Mayo Clinic Has A Radical Plan To Expand Its Reach Across The World

The health care industry, and hospitals in particular, are under incredible pressure to cut costs and increase the quality of care. For many, the response has been to consolidate .

Hospitals will continue to merge and buy each other out because larger groups can run more efficiently and provide cheaper care.

Mayo Clinic CEO John Noseworthy says that by taking advantage of an increasingly hyperconnected world, there's an alternative that's better for patients.

In the future — indeed right now if you live in certain areas — your doctor could have access to 100 plus years of experience treating the hardest cases in the world, and you could get a second opinion from a doctor at the Mayo Clinic, which is perhaps the best known and respected brand in medicine ... at no additional cost to you.

Noseworthy's goal is to bring the Mayo Clinic's expertise to 200 million people around the world by 2020.

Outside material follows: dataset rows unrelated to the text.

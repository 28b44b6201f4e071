use crate::{error::SolverError, Float};

/// Settings shared by every solver. Validated once, immutable afterwards.
#[derive(Debug, Clone, Copy, PartialEq)]
pub struct SolverConfig {
    tolerance: Float,
    max_iterations: usize,
    divergence_tolerance: Float,
    check_symmetry: bool,
    symmetry_tolerance: Float,
}

impl Default for SolverConfig {
    fn default() -> Self {
        Self {
            tolerance: 1e-10,
            max_iterations: 1000,
            divergence_tolerance: 1e8,
            check_symmetry: true,
            symmetry_tolerance: 1e-12,
        }
    }
}

impl SolverConfig {
    /// `tolerance` bounds the relative residual, `max_iterations` may be zero.
    pub fn new(tolerance: Float, max_iterations: usize) -> Result<Self, SolverError> {
        if !(tolerance.is_finite() && tolerance > 0.0) {
            return Err(SolverError::InvalidConfig(format!(
                "tolerance must be positive and finite, got {tolerance}"
            )));
        }
        Ok(Self {
            tolerance,
            max_iterations,
            ..Self::default()
        })
    }

    /// Residual growth factor, relative to the initial residual, past which a
    /// solve is reported as diverged.
    pub fn with_divergence_tolerance(mut self, factor: Float) -> Result<Self, SolverError> {
        if !(factor > 1.0) {
            return Err(SolverError::InvalidConfig(format!(
                "divergence tolerance must exceed 1, got {factor}"
            )));
        }
        self.divergence_tolerance = factor;
        Ok(self)
    }

    /// Relative tolerance of the symmetry precondition.
    pub fn with_symmetry_tolerance(mut self, tolerance: Float) -> Result<Self, SolverError> {
        if !(tolerance >= 0.0 && tolerance.is_finite()) {
            return Err(SolverError::InvalidConfig(format!(
                "symmetry tolerance must be non-negative, got {tolerance}"
            )));
        }
        self.symmetry_tolerance = tolerance;
        Ok(self)
    }

    /// Skips the symmetry precondition of symmetric-only solvers. The caller
    /// then vouches for the matrix.
    pub fn without_symmetry_check(mut self) -> Self {
        self.check_symmetry = false;
        self
    }

    pub fn tolerance(&self) -> Float {
        self.tolerance
    }

    pub fn max_iterations(&self) -> usize {
        self.max_iterations
    }

    pub fn divergence_tolerance(&self) -> Float {
        self.divergence_tolerance
    }

    pub fn check_symmetry(&self) -> bool {
        self.check_symmetry
    }

    pub fn symmetry_tolerance(&self) -> Float {
        self.symmetry_tolerance
    }
}
use faer_core::MatMut;
use reborrow::*;

use crate::{
    config::SolverConfig, error::SolverError, faer_add::norm_l2, matrix::Operator,
    outcome::SolveOutcome, system::LinearSystem, Float,
};

use super::{Convergence, Solver};

/// Weighted Jacobi iteration `x <- x + w D^-1 (b - A x)`.
///
/// Valid for asymmetric matrices; converges for strictly diagonally dominant
/// ones.
#[derive(Debug, Clone)]
pub struct JacobiSolver {
    config: SolverConfig,
    weight: Float,
}

impl Default for JacobiSolver {
    fn default() -> Self {
        Self::new(SolverConfig::default())
    }
}

impl JacobiSolver {
    pub fn new(config: SolverConfig) -> Self {
        Self {
            config,
            weight: 1.0,
        }
    }

    /// Damping weight, `0 < w <= 1`.
    pub fn with_weight(mut self, weight: Float) -> Result<Self, SolverError> {
        if !(weight > 0.0 && weight <= 1.0) {
            return Err(SolverError::InvalidConfig(format!(
                "Jacobi weight must lie in (0, 1], got {weight}"
            )));
        }
        self.weight = weight;
        Ok(self)
    }

    pub fn weight(&self) -> Float {
        self.weight
    }
}

impl Solver for JacobiSolver {
    fn config(&self) -> &SolverConfig {
        &self.config
    }

    fn supports_asymmetric(&self) -> bool {
        true
    }

    fn name(&self) -> &'static str {
        "Jacobi"
    }

    fn iterate<A: Operator>(
        &self,
        system: &LinearSystem<A>,
        mut x: MatMut<'_, Float>,
        convergence: &Convergence,
    ) -> Result<SolveOutcome, SolverError> {
        let diag = system.matrix().diagonal();
        if let Some(row) = diag.iter().position(|&d| d == 0.0) {
            return Err(SolverError::ZeroDiagonal { row });
        }

        let mut r = system.residual(x.rb());
        let mut residual = norm_l2(r.as_ref());

        for k in 1..=convergence.max_iterations() {
            for (i, d) in diag.iter().enumerate() {
                x.write(i, 0, x.read(i, 0) + self.weight * r.read(i, 0) / d);
            }
            system.residual_to(x.rb(), r.as_mut());
            residual = norm_l2(r.as_ref());

            tracing::event!(
                tracing::Level::TRACE,
                "Jacobi iteration {k}: residual {:e}",
                convergence.relative(residual)
            );

            if let Some(outcome) = convergence.outcome(k, residual) {
                return Ok(outcome);
            }
        }

        Ok(SolveOutcome::exhausted(
            convergence.max_iterations(),
            convergence.relative(residual),
        ))
    }
}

Sharing the best medical practices and doctors in the world

Mayo isn't immune to cost and economic pressures but its advantage is that it's been at this longer than anyone else. They're the oldest and largest physician led practice out there.

"For well over 100 years everything we do every day is continually retooling how we work to provide safer care, better care, more efficient care, for our patients," Noseworthy said. "The Affordable Care Act and everything else that's happening in the industry is putting a sharper pencil on that, but we're not really reacting to the law."

Others, like Cleveland Clinic CEO Dr. Delos Cosgrove, argue that cost pressures and the increasing complexity of medicine make consolidation inevitable, and smaller practices increasingly unworkable in the long run.

Noseworthy understands the trend towards consolidation, but it wasn't right for Mayo because it could dilute a unique patient experience. Putting the clinic's name on a sign out front isn't enough, Noseworthy argues. "Unless we change the whole culture, which takes decades, it won't feel like the Mayo Clinic.

Instead, Mayo is doing something entirely different. They're giving patients around the country access to best practices from more than 100 years of experience, and consultations with the best doctors in the country.

Members of the Mayo Clinic Care network, a group of carefully vetted medical groups around the country, subscribe to a online database (called Ask Mayo Expert) on the way the hospital does things. If offers a level of information and expertise that doctors have never had access to before. It lets them, in Noseworthy's words, " provide better care to their patients and their community."